### What you need to do:
Reproduce each line from the records that holds "when".

### Extracted records:
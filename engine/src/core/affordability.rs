//! Affordability summaries from internal and external determinations

use crate::traits::ExternalAffordability;
use shared::{AffordabilitySource, AffordabilitySummary, Benchmark, SubsidyBreakdown};

/// Summary computed from the benchmark and the subsidy calculation
pub fn internal_summary(benchmark: &Benchmark, breakdown: &SubsidyBreakdown) -> AffordabilitySummary {
    AffordabilitySummary {
        fpl_percent: Some(breakdown.fpl_percent),
        expected_contribution: Some(breakdown.expected_monthly_contribution),
        benchmark_plan_id: Some(benchmark.plan_id.clone()),
        benchmark_premium: Some(benchmark.premium),
        premium_tax_credit: breakdown.premium_tax_credit,
        affordable: Some(breakdown.premium_tax_credit == 0.0),
        source: AffordabilitySource::Internal,
    }
}

/// Use the external credit when present; fields it leaves out are filled
/// from the internal summary. `None` when the external determination has no credit.
pub fn merge_external(
    external: &ExternalAffordability,
    internal: Option<&AffordabilitySummary>,
) -> Option<AffordabilitySummary> {
    let premium_tax_credit = external.premium_tax_credit?;

    Some(AffordabilitySummary {
        fpl_percent: external
            .fpl_percent
            .or_else(|| internal.and_then(|s| s.fpl_percent)),
        expected_contribution: external
            .expected_contribution
            .or_else(|| internal.and_then(|s| s.expected_contribution)),
        benchmark_plan_id: external
            .benchmark_plan_id
            .clone()
            .or_else(|| internal.and_then(|s| s.benchmark_plan_id.clone())),
        benchmark_premium: external
            .benchmark_premium
            .or_else(|| internal.and_then(|s| s.benchmark_premium)),
        premium_tax_credit,
        affordable: external.affordable.or_else(|| internal.and_then(|s| s.affordable)),
        source: AffordabilitySource::External,
    })
}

### Finished exercise:
/// Use the external credit when present; fields it leaves out are filled
/// from the internal summary. `None` when the external determination has no credit.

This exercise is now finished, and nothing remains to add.